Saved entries
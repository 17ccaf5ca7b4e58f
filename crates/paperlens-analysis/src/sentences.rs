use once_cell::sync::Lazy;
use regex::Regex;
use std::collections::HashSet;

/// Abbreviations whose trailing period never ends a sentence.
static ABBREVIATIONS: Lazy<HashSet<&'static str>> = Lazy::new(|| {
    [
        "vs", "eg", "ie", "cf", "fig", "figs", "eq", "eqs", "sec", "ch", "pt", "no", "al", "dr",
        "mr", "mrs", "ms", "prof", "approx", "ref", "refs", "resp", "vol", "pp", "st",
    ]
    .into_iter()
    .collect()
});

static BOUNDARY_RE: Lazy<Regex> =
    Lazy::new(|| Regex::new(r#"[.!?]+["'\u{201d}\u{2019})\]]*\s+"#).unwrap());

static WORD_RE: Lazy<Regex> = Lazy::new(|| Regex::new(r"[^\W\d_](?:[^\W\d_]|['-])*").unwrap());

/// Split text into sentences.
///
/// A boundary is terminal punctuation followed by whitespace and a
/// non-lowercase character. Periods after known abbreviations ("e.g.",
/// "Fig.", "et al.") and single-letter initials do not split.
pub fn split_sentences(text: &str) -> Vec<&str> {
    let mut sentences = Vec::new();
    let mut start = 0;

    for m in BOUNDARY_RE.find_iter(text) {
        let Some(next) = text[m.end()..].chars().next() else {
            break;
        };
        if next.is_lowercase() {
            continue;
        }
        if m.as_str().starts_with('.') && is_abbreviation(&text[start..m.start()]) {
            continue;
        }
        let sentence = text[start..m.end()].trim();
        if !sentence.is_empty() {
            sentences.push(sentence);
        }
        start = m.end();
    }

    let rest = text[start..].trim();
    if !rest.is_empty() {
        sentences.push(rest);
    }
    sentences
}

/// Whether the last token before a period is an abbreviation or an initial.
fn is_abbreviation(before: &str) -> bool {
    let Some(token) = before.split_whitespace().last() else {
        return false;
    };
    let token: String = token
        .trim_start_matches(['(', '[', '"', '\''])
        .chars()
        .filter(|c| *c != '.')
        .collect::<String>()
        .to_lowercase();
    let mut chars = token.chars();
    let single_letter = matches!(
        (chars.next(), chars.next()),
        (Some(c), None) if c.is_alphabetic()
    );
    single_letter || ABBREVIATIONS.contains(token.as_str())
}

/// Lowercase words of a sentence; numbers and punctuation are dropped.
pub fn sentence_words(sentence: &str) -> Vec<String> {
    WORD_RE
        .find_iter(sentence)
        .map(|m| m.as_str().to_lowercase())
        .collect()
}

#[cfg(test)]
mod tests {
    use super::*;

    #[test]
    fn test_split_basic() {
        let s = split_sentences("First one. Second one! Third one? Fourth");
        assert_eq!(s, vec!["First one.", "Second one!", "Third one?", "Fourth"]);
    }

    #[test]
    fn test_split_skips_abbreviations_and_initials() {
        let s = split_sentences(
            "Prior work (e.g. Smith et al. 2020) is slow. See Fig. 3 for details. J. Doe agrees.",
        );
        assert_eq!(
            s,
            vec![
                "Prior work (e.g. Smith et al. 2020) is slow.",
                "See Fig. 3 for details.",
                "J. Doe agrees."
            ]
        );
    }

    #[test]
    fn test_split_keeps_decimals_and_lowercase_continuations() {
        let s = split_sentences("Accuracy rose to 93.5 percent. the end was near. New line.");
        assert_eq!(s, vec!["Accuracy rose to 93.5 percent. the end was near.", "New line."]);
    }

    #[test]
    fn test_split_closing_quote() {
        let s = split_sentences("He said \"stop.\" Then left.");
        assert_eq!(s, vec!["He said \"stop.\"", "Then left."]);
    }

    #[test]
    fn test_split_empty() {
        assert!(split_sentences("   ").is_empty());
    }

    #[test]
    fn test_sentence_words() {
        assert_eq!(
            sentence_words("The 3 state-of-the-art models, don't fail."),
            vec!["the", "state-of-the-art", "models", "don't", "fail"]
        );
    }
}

---

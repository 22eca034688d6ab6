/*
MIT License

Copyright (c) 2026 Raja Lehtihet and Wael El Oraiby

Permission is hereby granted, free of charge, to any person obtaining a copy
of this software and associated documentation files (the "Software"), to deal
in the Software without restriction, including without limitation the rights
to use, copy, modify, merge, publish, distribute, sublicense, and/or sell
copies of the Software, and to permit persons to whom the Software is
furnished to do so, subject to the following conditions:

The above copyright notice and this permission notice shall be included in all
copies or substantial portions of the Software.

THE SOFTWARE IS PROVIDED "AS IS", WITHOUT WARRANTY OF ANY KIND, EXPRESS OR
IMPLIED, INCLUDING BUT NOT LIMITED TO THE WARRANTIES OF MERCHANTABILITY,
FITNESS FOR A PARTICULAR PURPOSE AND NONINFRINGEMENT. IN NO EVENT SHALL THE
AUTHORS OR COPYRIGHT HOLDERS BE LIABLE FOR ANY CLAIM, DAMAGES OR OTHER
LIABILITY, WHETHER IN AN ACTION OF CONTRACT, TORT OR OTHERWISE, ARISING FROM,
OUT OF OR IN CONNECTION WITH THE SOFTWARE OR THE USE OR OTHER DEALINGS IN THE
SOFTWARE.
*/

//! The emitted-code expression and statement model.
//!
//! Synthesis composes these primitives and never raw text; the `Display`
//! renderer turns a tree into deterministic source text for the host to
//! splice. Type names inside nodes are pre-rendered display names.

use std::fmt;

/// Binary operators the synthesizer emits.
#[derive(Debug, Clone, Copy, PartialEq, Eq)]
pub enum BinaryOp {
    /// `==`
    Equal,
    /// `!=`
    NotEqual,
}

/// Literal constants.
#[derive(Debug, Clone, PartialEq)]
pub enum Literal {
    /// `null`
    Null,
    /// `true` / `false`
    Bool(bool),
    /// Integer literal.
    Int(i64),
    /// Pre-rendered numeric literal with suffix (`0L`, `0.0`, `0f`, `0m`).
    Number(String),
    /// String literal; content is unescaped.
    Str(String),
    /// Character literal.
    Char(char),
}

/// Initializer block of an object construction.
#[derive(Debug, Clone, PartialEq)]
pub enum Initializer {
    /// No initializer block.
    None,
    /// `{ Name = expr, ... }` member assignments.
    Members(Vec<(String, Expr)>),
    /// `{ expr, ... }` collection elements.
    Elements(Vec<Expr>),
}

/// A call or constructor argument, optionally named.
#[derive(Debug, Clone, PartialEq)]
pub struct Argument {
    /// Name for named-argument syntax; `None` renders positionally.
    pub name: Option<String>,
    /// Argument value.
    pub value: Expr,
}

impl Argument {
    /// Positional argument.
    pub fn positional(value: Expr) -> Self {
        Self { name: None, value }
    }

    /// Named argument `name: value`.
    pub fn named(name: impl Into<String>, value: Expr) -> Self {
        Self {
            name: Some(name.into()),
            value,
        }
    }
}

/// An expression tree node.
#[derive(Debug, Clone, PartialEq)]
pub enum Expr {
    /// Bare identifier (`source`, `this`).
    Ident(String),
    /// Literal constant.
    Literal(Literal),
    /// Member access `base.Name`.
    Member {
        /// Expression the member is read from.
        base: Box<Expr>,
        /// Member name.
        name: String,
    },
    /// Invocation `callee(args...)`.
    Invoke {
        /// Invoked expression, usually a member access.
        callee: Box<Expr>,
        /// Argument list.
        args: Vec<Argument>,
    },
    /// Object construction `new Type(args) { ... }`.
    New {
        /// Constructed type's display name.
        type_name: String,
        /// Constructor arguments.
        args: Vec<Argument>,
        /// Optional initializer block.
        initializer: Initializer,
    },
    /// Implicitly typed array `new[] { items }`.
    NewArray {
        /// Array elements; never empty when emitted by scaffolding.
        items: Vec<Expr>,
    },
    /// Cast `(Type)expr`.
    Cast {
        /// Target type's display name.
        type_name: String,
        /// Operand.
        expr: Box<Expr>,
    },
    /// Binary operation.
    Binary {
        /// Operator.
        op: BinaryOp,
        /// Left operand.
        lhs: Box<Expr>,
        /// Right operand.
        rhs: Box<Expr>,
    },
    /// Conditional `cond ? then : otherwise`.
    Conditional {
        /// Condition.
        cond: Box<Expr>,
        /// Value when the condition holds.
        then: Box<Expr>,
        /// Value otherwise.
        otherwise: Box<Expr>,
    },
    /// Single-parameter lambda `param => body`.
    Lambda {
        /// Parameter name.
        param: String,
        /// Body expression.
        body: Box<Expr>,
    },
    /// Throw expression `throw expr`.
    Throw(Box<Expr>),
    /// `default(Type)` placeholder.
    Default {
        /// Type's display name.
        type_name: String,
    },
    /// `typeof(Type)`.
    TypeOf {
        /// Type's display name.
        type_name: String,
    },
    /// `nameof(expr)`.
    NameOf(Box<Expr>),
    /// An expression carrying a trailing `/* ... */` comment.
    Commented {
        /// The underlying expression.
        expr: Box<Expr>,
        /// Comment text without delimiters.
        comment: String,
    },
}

What is being asked: Where a line in the entries holds "items", copy that line.

Reply:
    /// Implicitly typed array `new[] { items }`.
        items: Vec<Expr>,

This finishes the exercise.